The Faustian Bargain is a classic literary device employed throughout the novel. Charles Jacobs, driven by grief and a thirst for knowledge, makes a metaphorical pact to uncover the secrets of death, sacrificing his soul and sanity in the process. He offers 'cures' that come with a terrible price, exchanging physical healing for spiritual or mental damage. Jamie, in turn, enters his own, less conscious, Faustian bargain by accepting Jacobs' electrical 'cure' for his heroin addiction, becoming inextricably bound to Jacobs' dark quest. This device highlights the theme of the price of knowledge and the dangers of tampering with forces beyond human comprehension.
“Heaven is a myth. God is a myth. We are only what we are. The universe is a great deal of nothing and a few things that come and go.”
— Jamie Morton reflects on Reverend Jacobs's evolving worldview.
“You can't eat your cake and have it too, but you can certainly try to eat someone else's.”
— A cynical observation on human nature and desire.
“The past is a place where you can always go, but you can never stay.”

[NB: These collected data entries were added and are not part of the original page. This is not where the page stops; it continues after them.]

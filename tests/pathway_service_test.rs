mod common;

use anyhow::Result;
use common::{global_admin, other_admin, owner, Catalog};
use coursepath::database::entities::{audit_logs, courses, pathways, AuditAction, AuditEntityType};
use coursepath::errors::CoreErrorKind;
use coursepath::pathway_graph::{CourseType, PathwayRules};
use coursepath::services::PathwayService;
use sea_orm::{ConnectionTrait, EntityTrait};

#[tokio::test]
async fn test_duplicate_pathway_conflicts() -> Result<()> {
    let catalog = Catalog::new().await?;
    let java = catalog.immersive("Java Developer").await?;
    let spring = catalog.skill("Spring Boot").await?;
    catalog.link(&java, &spring).await?;

    let err = catalog
        .pathways
        .create_pathway(&owner(), java.id, spring.id, 2)
        .await
        .unwrap_err();

    assert_eq!(err.kind(), CoreErrorKind::Conflict);
    assert_eq!(err.field("rule"), Some("DUPLICATE_PATHWAY"));
    assert!(err.message().contains("\"Java Developer\" → \"Spring Boot\""));
    assert_eq!(catalog.pathways.list_pathways().await?.len(), 1);
    Ok(())
}

#[tokio::test]
async fn test_immersive_course_is_never_a_target() -> Result<()> {
    let catalog = Catalog::new().await?;
    let java = catalog.immersive("Java Developer").await?;
    let data = catalog.immersive("Data Engineer").await?;
    let spring = catalog.skill("Spring Boot").await?;
    catalog.link(&java, &spring).await?;

    for prerequisite in [&java, &spring] {
        let err = catalog
            .pathways
            .create_pathway(&owner(), prerequisite.id, data.id, 1)
            .await
            .unwrap_err();
        assert_eq!(err.kind(), CoreErrorKind::InvalidOperation);
        assert_eq!(err.field("rule"), Some("IMMERSIVE_TARGET"));
    }
    Ok(())
}

#[tokio::test]
async fn test_cycle_rejected_and_extension_allowed() -> Result<()> {
    let catalog = Catalog::new().await?;
    let a = catalog.immersive("A").await?;
    let b = catalog.skill("B").await?;
    let c = catalog.skill("C").await?;
    let d = catalog.skill("D").await?;
    catalog.link(&a, &b).await?;
    catalog.link(&b, &c).await?;

    let err = catalog
        .pathways
        .create_pathway(&owner(), c.id, b.id, 1)
        .await
        .unwrap_err();
    assert_eq!(err.kind(), CoreErrorKind::InvalidOperation);
    assert_eq!(err.field("rule"), Some("CYCLE_DETECTED"));
    assert!(err.message().contains("\"B\" is already in the prerequisite chain for \"C\""));

    let pathway = catalog.link(&c, &d).await?;
    assert_eq!(pathway.prerequisite_course_id, c.id);
    assert_eq!(pathway.next_course_id, d.id);
    Ok(())
}

#[tokio::test]
async fn test_depth_limit_tenth_edge_ok_eleventh_rejected() -> Result<()> {
    let catalog = Catalog::new().await?;
    let mut chain = vec![catalog.immersive("Entry").await?];
    for level in 1..=11 {
        chain.push(catalog.skill(&format!("Level {}", level)).await?);
    }

    for step in 1..=10 {
        catalog.link(&chain[step - 1], &chain[step]).await?;
    }

    let err = catalog
        .pathways
        .create_pathway(&owner(), chain[10].id, chain[11].id, 1)
        .await
        .unwrap_err();
    assert_eq!(err.kind(), CoreErrorKind::InvalidOperation);
    assert_eq!(err.field("rule"), Some("DEPTH_EXCEEDED"));
    assert_eq!(catalog.pathways.list_pathways().await?.len(), 10);
    Ok(())
}

#[tokio::test]
async fn test_configured_depth_limit() -> Result<()> {
    let catalog = Catalog::new().await?;
    let entry = catalog.immersive("Entry").await?;
    let first = catalog.skill("First").await?;
    let second = catalog.skill("Second").await?;
    let shallow = PathwayService::new(catalog.db.clone()).with_rules(PathwayRules::new(1));

    shallow.create_pathway(&owner(), entry.id, first.id, 1).await?;
    let err = shallow
        .create_pathway(&owner(), first.id, second.id, 1)
        .await
        .unwrap_err();
    assert_eq!(err.field("rule"), Some("DEPTH_EXCEEDED"));
    Ok(())
}

#[tokio::test]
async fn test_unrooted_prerequisite_rejected() -> Result<()> {
    let catalog = Catalog::new().await?;
    let floating = catalog.skill("Floating").await?;
    let target = catalog.course("Security+", CourseType::ExamCert).await?;

    let err = catalog
        .pathways
        .create_pathway(&owner(), floating.id, target.id, 1)
        .await
        .unwrap_err();
    assert_eq!(err.kind(), CoreErrorKind::InvalidOperation);
    assert_eq!(err.field("rule"), Some("UNREACHABLE_FROM_IMMERSIVE"));
    assert!(err.message().contains("\"Floating\""));
    Ok(())
}

#[tokio::test]
async fn test_missing_course_and_bad_order() -> Result<()> {
    let catalog = Catalog::new().await?;
    let entry = catalog.immersive("Entry").await?;
    let next = catalog.skill("Next").await?;

    let err = catalog
        .pathways
        .create_pathway(&owner(), entry.id, 9999, 1)
        .await
        .unwrap_err();
    assert_eq!(err.kind(), CoreErrorKind::NotFound);

    let err = catalog
        .pathways
        .create_pathway(&owner(), entry.id, next.id, 0)
        .await
        .unwrap_err();
    assert_eq!(err.kind(), CoreErrorKind::Validation);
    Ok(())
}

#[tokio::test]
async fn test_delete_blocked_until_alternative_exists() -> Result<()> {
    let catalog = Catalog::new().await?;
    let p = catalog.immersive("P").await?;
    let q = catalog.immersive("Q").await?;
    let n = catalog.skill("N").await?;
    let m = catalog.skill("M").await?;
    let p_to_n = catalog.link(&p, &n).await?;
    catalog.link(&n, &m).await?;

    let err = catalog
        .pathways
        .delete_pathway(&owner(), p_to_n.id)
        .await
        .unwrap_err();
    assert_eq!(err.kind(), CoreErrorKind::InvalidOperation);
    assert_eq!(err.field("rule"), Some("DOWNSTREAM_DEPENDENTS"));
    assert!(err.message().contains("\"M\""));

    catalog.link(&q, &n).await?;
    catalog.pathways.delete_pathway(&owner(), p_to_n.id).await?;

    assert!(pathways::Entity::find_by_id(p_to_n.id).one(&catalog.db).await?.is_none());
    Ok(())
}

#[tokio::test]
async fn test_delete_missing_pathway_is_not_found() -> Result<()> {
    let catalog = Catalog::new().await?;
    let err = catalog.pathways.delete_pathway(&owner(), 42).await.unwrap_err();
    assert_eq!(err.kind(), CoreErrorKind::NotFound);
    Ok(())
}

#[tokio::test]
async fn test_cascade_delete_requires_flag_then_removes_everything() -> Result<()> {
    let catalog = Catalog::new().await?;
    let a = catalog.immersive("A").await?;
    let c = catalog.skill("C").await?;
    let d = catalog.skill("D").await?;
    let a_to_c = catalog.link(&a, &c).await?;
    let c_to_d = catalog.link(&c, &d).await?;
    let audits_before = catalog.audit_count().await?;

    let err = catalog
        .pathways
        .delete_course_cascade(&owner(), c.id, false)
        .await
        .unwrap_err();
    assert_eq!(err.kind(), CoreErrorKind::PreconditionFailed);
    assert!(err.message().contains("\"A\" → \"C\""));
    assert!(err.message().contains("\"C\" → \"D\""));
    assert!(courses::Entity::find_by_id(c.id).one(&catalog.db).await?.is_some());
    assert_eq!(catalog.audit_count().await?, audits_before);

    let deletion = catalog
        .pathways
        .delete_course_cascade(&owner(), c.id, true)
        .await?;
    let removed: Vec<i32> = deletion.removed_pathways.iter().map(|p| p.pathway_id).collect();
    assert_eq!(removed, vec![a_to_c.id, c_to_d.id]);

    assert!(catalog.pathways.list_pathways().await?.is_empty());
    assert!(courses::Entity::find_by_id(c.id).one(&catalog.db).await?.is_none());
    assert_eq!(catalog.audit_count().await?, audits_before + 3);

    let recent = catalog.audit.recent(Some(3)).await?;
    assert_eq!(recent[0].entity_type()?, AuditEntityType::Course);
    assert_eq!(recent[0].entity_id, c.id);
    assert!(recent[1..]
        .iter()
        .all(|record| record.entity_type().ok() == Some(AuditEntityType::Pathway)
            && record.action().ok() == Some(AuditAction::Delete)
            && record
                .change_description
                .as_deref()
                .unwrap_or_default()
                .contains("cascade")));
    Ok(())
}

#[tokio::test]
async fn test_course_without_pathways_deletes_without_cascade() -> Result<()> {
    let catalog = Catalog::new().await?;
    let lonely = catalog.skill("Lonely").await?;

    let deletion = catalog
        .pathways
        .delete_course_cascade(&owner(), lonely.id, false)
        .await?;

    assert!(deletion.removed_pathways.is_empty());
    assert!(courses::Entity::find_by_id(lonely.id).one(&catalog.db).await?.is_none());
    Ok(())
}

#[tokio::test]
async fn test_delete_impact_reports_orphans() -> Result<()> {
    let catalog = Catalog::new().await?;
    let a = catalog.immersive("A").await?;
    let b = catalog.skill("B").await?;
    let c = catalog.skill("C").await?;
    catalog.link(&a, &b).await?;
    catalog.link(&b, &c).await?;

    let impact = catalog.pathways.get_delete_impact(b.id).await?;
    assert!(!impact.can_delete);
    assert!(impact.requires_cascade);
    assert_eq!(impact.affected_pathways.len(), 2);
    assert_eq!(impact.orphaned_courses.len(), 1);
    assert_eq!(impact.orphaned_courses[0].id, c.id);

    let impact = catalog.pathways.get_delete_impact(c.id).await?;
    assert!(impact.orphaned_courses.is_empty());

    let err = catalog.pathways.get_delete_impact(9999).await.unwrap_err();
    assert_eq!(err.kind(), CoreErrorKind::NotFound);
    Ok(())
}

#[tokio::test]
async fn test_non_creator_is_forbidden_and_nothing_is_audited() -> Result<()> {
    let catalog = Catalog::new().await?;
    let a = catalog.immersive("A").await?;
    let b = catalog.skill("B").await?;
    let pathway = catalog.link(&a, &b).await?;
    let audits_before = catalog.audit_count().await?;

    let err = catalog
        .pathways
        .delete_pathway(&other_admin(), pathway.id)
        .await
        .unwrap_err();
    assert_eq!(err.kind(), CoreErrorKind::Forbidden);
    assert_eq!(err.field("created_by"), Some("alice"));

    let err = catalog
        .pathways
        .update_pathway_order(&other_admin(), pathway.id, 5)
        .await
        .unwrap_err();
    assert_eq!(err.kind(), CoreErrorKind::Forbidden);

    let err = catalog
        .pathways
        .delete_course_cascade(&other_admin(), b.id, true)
        .await
        .unwrap_err();
    assert_eq!(err.kind(), CoreErrorKind::Forbidden);

    let stored = pathways::Entity::find_by_id(pathway.id).one(&catalog.db).await?;
    assert_eq!(stored.map(|p| p.order), Some(1));
    assert!(courses::Entity::find_by_id(b.id).one(&catalog.db).await?.is_some());
    assert_eq!(catalog.audit_count().await?, audits_before);
    Ok(())
}

#[tokio::test]
async fn test_global_admin_may_modify_any_pathway() -> Result<()> {
    let catalog = Catalog::new().await?;
    let a = catalog.immersive("A").await?;
    let b = catalog.skill("B").await?;
    let pathway = catalog.link(&a, &b).await?;

    let updated = catalog
        .pathways
        .update_pathway_order(&global_admin(), pathway.id, 3)
        .await?;
    assert_eq!(updated.order, 3);

    catalog.pathways.delete_pathway(&global_admin(), pathway.id).await?;
    assert!(catalog.pathways.list_pathways().await?.is_empty());
    Ok(())
}

#[tokio::test]
async fn test_mutations_write_audit_records() -> Result<()> {
    let catalog = Catalog::new().await?;
    let a = catalog.immersive("A").await?;
    let b = catalog.skill("B").await?;
    let pathway = catalog.link(&a, &b).await?;
    catalog.pathways.update_pathway_order(&owner(), pathway.id, 2).await?;

    let history = catalog
        .audit
        .for_entity(AuditEntityType::Pathway, pathway.id)
        .await?;
    let actions = history
        .iter()
        .map(|record| record.action())
        .collect::<Result<Vec<_>, _>>()?;
    assert_eq!(actions, vec![AuditAction::Update, AuditAction::Create]);
    assert_eq!(history[1].entity_name.as_deref(), Some("A → B"));
    assert_eq!(history[1].admin_username, "alice");
    Ok(())
}

#[tokio::test]
async fn test_audit_failure_does_not_fail_mutation() -> Result<()> {
    let catalog = Catalog::new().await?;
    let a = catalog.immersive("A").await?;
    let b = catalog.skill("B").await?;

    catalog
        .db
        .execute_unprepared("DROP TABLE audit_logs")
        .await?;

    let pathway = catalog.link(&a, &b).await?;
    assert!(pathways::Entity::find_by_id(pathway.id).one(&catalog.db).await?.is_some());
    assert!(audit_logs::Entity::find().all(&catalog.db).await.is_err());
    Ok(())
}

— Jamie's contemplation of his memories and the passage of time.
“Every addiction is a love affair, and every love affair is an addiction.”
— Jamie's thoughts on his own struggles and the nature of dependency.
“There's no such thing as a free lunch, and there's no such thing as a free miracle.”
— Reverend Jacobs's understanding of the cost of power and intervention.
“What is the greatest power in the universe? It is the power to give life, and the power to take it away.”
— A philosophical musing on the ultimate forces at play.
“The older you get, the more you realize that the world is full of things that can't be explained.”
— Jamie's growing awareness of the inexplicable as he ages.
“Sometimes the cure is worse than the disease.”
— A recurring theme as characters grapple with the side effects of extraordinary interventions.
“We're all just passing through, Jamie. Some of us just pass through a little faster than others.”
— A poignant reflection on mortality and the brevity of life.
“There are other worlds than these, and they are all around us.”
— An allusion to the vastness and strangeness of the cosmos, hinting at the horror to come.
“People don't change, Jamie. Not really. They just get better at hiding who they really are.”
— A cynical observation on human nature and the persistence of character.
“The world is a monster, and we are all just its playthings.”
— A dark and fatalistic view of humanity's place in the universe.
“Electricity is the secret of life. And death.”
— Reverend Jacobs's growing obsession with the power of electricity.
“Sometimes, when you look into the abyss, the abyss looks back into you.”
— A classic philosophical quote that perfectly encapsulates the terrifying climax of the novel.